Certain destinations are restricted from public access due to various factors, including security concerns, environmental preservation, or ongoing research. So, there are some places around the globe that you cannot add to your travel bucket list. The following article delves into eight of these locations and explains why they are closed to visitors.
8. Mezhgorye, Russia
Settled deep in Russia’s Ural Mountains, Mezhgorye remains cloaked in secrecy. Rumors swirl that beneath this town lies an underground complex, possibly a remotely-controlled nuclear missile site. Although information about the place is unconfirmed, outsiders are not allowed in the area surrounded by two battalions.
7. Surtsey, Iceland
Born from a volcanic eruption in 1963, Surtsey is one of the world’s youngest islands. It serves as a natural laboratory for scientists to study the way life colonizes new land. To maintain its untouched condition and allow uninterrupted research, the island is off-limits to tourists.
6. Svalbard Global Seed Vault, Norway
Buried deep within an Arctic mountain, the Svalbard Global Seed Vault is often dubbed the ‘Doomsday Vault.’ It holds the world’s largest collection of seeds, with 100 million samples from all over the world, for a possible future crisis. The Vault remains inaccessible to the general public to ensure its contents’ safety and security.
5. Tomb of Qin Shi Huang, China
The first Emperor of China, Qin Shi Huang, rests in an underground city surrounded by the Terracotta Army. While the terracotta soldiers draw thousands of visitors, the main tomb remains unexcavated and closed off by the Chinese government to show the historical figure respect and prevent its destruction. Researchers believe it contains invaluable artifacts but is also said to have deadly traps and rivers of mercury.
4. Pluto’s Gate, Turkey
In ancient times, this site in Denizli Province was believed to be a gateway to the underworld. It’s a geothermal gap that gives off toxic gases, once used in pagan rituals. According to scientists, CO2 concentration in there poses a danger to anyone who enters, especially when it reaches its peak at dawn. That’s why Pluto’s Gate is strictly guarded and not open for casual visits.

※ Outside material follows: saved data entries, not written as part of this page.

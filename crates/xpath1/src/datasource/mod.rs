//! Defines the core abstraction for a navigable data source tree.
use std::fmt;
use std::hash::Hash;

/// A qualified name, consisting of an optional prefix and a local part.
#[derive(Debug, Clone, PartialEq, Eq, Hash)]
pub struct QName {
    pub prefix: Option<String>,
    pub local_part: String,
}

impl QName {
    /// Splits a lexical `prefix:local` name. A name without a colon has no prefix.
    pub fn parse(name: &str) -> Self {
        match name.split_once(':') {
            Some((prefix, local)) if !prefix.is_empty() => QName {
                prefix: Some(prefix.to_string()),
                local_part: local.to_string(),
            },
            _ => QName {
                prefix: None,
                local_part: name.to_string(),
            },
        }
    }

    /// Tests this name against a name test as written in an expression.
    /// A prefixed test must match prefix and local part; an unprefixed test
    /// only looks at the local part.
    pub fn matches(&self, test: &str) -> bool {
        match test.split_once(':') {
            Some((prefix, local)) => {
                self.prefix.as_deref() == Some(prefix) && self.local_part == local
            }
            None => self.local_part == test,
        }
    }
}

impl fmt::Display for QName {
    fn fmt(&self, f: &mut fmt::Formatter<'_>) -> fmt::Result {
        match &self.prefix {
            Some(prefix) => write!(f, "{}:{}", prefix, self.local_part),
            None => f.write_str(&self.local_part),
        }
    }
}

/// The type of a node in the data source tree, aligned with the XPath 1.0 data model.
#[derive(Debug, Clone, Copy, PartialEq, Eq, Hash)]
pub enum NodeType {
    Root,
    Element,
    Attribute,
    Text,
    Comment,
    ProcessingInstruction,
}

/// The universal contract for a node in a hierarchical data source.
///
/// The XPath engine is written exclusively against this trait, so any tree that
/// can hand out cheap `Copy` handles to its nodes can be queried.
///
/// `'a` is the lifetime of the underlying tree storage.
///
/// `Ord` must be document order: expressions rely on it to sort and deduplicate
/// node-sets.
pub trait DataSourceNode<'a>:
    std::fmt::Debug + Clone + Copy + PartialEq + Eq + Hash + PartialOrd + Ord
{
    /// The type of the node (Element, Text, Attribute, etc.).
    fn node_type(&self) -> NodeType;

    /// The qualified name of the node (e.g., `fo:block`). Returns `None` for node
    /// types that do not have names, such as text or root nodes. For a processing-
    /// instruction, this is its target.
    fn name(&self) -> Option<QName>;

    /// The string value of the node, as defined by the XPath 1.0 `string()` function.
    /// - For a text node, this is its content.
    /// - For an element or root, this is the concatenation of the string values of
    ///   all its descendant text nodes.
    /// - For an attribute, this is its value.
    /// - For a comment or processing instruction, this is its content.
    fn string_value(&self) -> String;

    /// An iterator over the attribute nodes of this node.
    /// The iterator will be empty for non-element nodes.
    fn attributes(&self) -> Box<dyn Iterator<Item = Self> + 'a>;

    /// An iterator over the child nodes of this node.
    /// The iterator will be empty for leaf nodes (like text or attributes).
    fn children(&self) -> Box<dyn Iterator<Item = Self> + 'a>;

    /// The parent node. Returns `None` for the root node or detached nodes.
    fn parent(&self) -> Option<Self>;
}

// Test utilities - publicly available for integration testing in downstream crates
pub mod tests {
    use super::*;
    use std::cmp::Ordering;
    use std::collections::HashMap;
    use std::hash::Hasher;

    #[derive(Debug, Clone)]
    struct MockNodeData {
        node_type: NodeType,
        name: Option<QName>,
        value: String,
        children: Vec<usize>,
        attributes: Vec<usize>,
    }

    /// An in-memory tree whose node ids are assigned in document order.
    #[derive(Debug)]
    pub struct MockTree {
        nodes: HashMap<usize, MockNodeData>,
        parent_map: HashMap<usize, usize>,
    }

    impl MockTree {
        fn insert(&mut self, id: usize, parent: Option<usize>, data: MockNodeData) {
            if let Some(pid) = parent {
                self.parent_map.insert(id, pid);
            }
            self.nodes.insert(id, data);
        }
    }

    #[derive(Debug, Clone, Copy)]
    pub struct MockNode<'a> {
        pub id: usize,
        pub tree: &'a MockTree,
    }

    impl PartialEq for MockNode<'_> {
        fn eq(&self, other: &Self) -> bool {
            self.id == other.id
        }
    }
    impl Eq for MockNode<'_> {}

    impl PartialOrd for MockNode<'_> {
        fn partial_cmp(&self, other: &Self) -> Option<Ordering> {
            Some(self.cmp(other))
        }
    }
    impl Ord for MockNode<'_> {
        fn cmp(&self, other: &Self) -> Ordering {
            self.id.cmp(&other.id)
        }
    }

    impl Hash for MockNode<'_> {
        fn hash<H: Hasher>(&self, state: &mut H) {
            self.id.hash(state);
        }
    }

    impl<'a> DataSourceNode<'a> for MockNode<'a> {
        fn node_type(&self) -> NodeType {
            self.tree.nodes[&self.id].node_type
        }

        fn name(&self) -> Option<QName> {
            self.tree.nodes[&self.id].name.clone()
        }

        fn string_value(&self) -> String {
            self.tree.nodes[&self.id].value.clone()
        }

        fn attributes(&self) -> Box<dyn Iterator<Item = Self> + 'a> {
            let tree = self.tree;
            let attribute_ids = tree.nodes[&self.id].attributes.clone();
            Box::new(
                attribute_ids
                    .into_iter()
                    .map(move |id| MockNode { id, tree }),
            )
        }

        fn children(&self) -> Box<dyn Iterator<Item = Self> + 'a> {
            let tree = self.tree;
            let children_ids = tree.nodes[&self.id].children.clone();
            Box::new(
                children_ids
                    .into_iter()
                    .map(move |id| MockNode { id, tree }),
            )
        }

        fn parent(&self) -> Option<Self> {
            self.tree.parent_map.get(&self.id).map(|&pid| MockNode {
                id: pid,
                tree: self.tree,
            })
        }
    }

    fn element(name: &str, value: &str, children: Vec<usize>, attributes: Vec<usize>) -> MockNodeData {
        MockNodeData {
            node_type: NodeType::Element,
            name: Some(QName::parse(name)),
            value: value.to_string(),
            children,
            attributes,
        }
    }

    fn leaf(node_type: NodeType, name: Option<&str>, value: &str) -> MockNodeData {
        MockNodeData {
            node_type,
            name: name.map(QName::parse),
            value: value.to_string(),
            children: vec![],
            attributes: vec![],
        }
    }

    /// Creates a small mock tree; ids follow document order:
    /// ```text
    /// <root>                                 0
    ///   <para id="p1" xml:lang="en">Hello</para>   1, @2 @3, text 4
    ///   <!-- comment node -->                5
    ///   <div></div>                          6
    ///   <?pi-target pi-value?>               7
    ///   <para>World</para>                   8, text 9
    /// </root>
    /// ```
    pub fn create_test_tree() -> MockTree {
        let mut tree = MockTree {
            nodes: HashMap::new(),
            parent_map: HashMap::new(),
        };
        tree.insert(
            0,
            None,
            MockNodeData {
                node_type: NodeType::Root,
                name: None,
                value: "HelloWorld".to_string(),
                children: vec![1, 5, 6, 7, 8],
                attributes: vec![],
            },
        );
        tree.insert(1, Some(0), element("para", "Hello", vec![4], vec![2, 3]));
        tree.insert(2, Some(1), leaf(NodeType::Attribute, Some("id"), "p1"));
        tree.insert(3, Some(1), leaf(NodeType::Attribute, Some("xml:lang"), "en"));
        tree.insert(4, Some(1), leaf(NodeType::Text, None, "Hello"));
        tree.insert(5, Some(0), leaf(NodeType::Comment, None, " comment node "));
        tree.insert(6, Some(0), element("div", "", vec![], vec![]));
        tree.insert(
            7,
            Some(0),
            leaf(NodeType::ProcessingInstruction, Some("pi-target"), "pi-value"),
        );
        tree.insert(8, Some(0), element("para", "World", vec![9], vec![]));
        tree.insert(9, Some(8), leaf(NodeType::Text, None, "World"));
        tree
    }
}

3. Chichen Itza Pyramid, Mexico
The El Castillo pyramid at Chichen Itza welcomes many tourists each year. But, in an effort to protect its state and avoid accidents like the one in 2006, when a woman fell to her death from there, climbing this structure is no longer allowed. Tourists can see it from a distance but cannot experience the view from the top.
2. Fort Knox, Kentucky, USA
Home to a big portion of the US gold reserves, Fort Knox holds up a lot of security measures. This facility supports concrete-lined granite and steel walls and requires different combinations from each staff member to access inside. It isn’t open for public tours.
1. Lascaux Caves, France
These caves are decorated with prehistoric paintings over 17,000 years old. Since a large number of visitors posed a threat of fungal invasions to them in the past, public access to the location is forbidden to protect the artwork. Instead, a replica nearby is open to display for tourists to see without damaging the originals.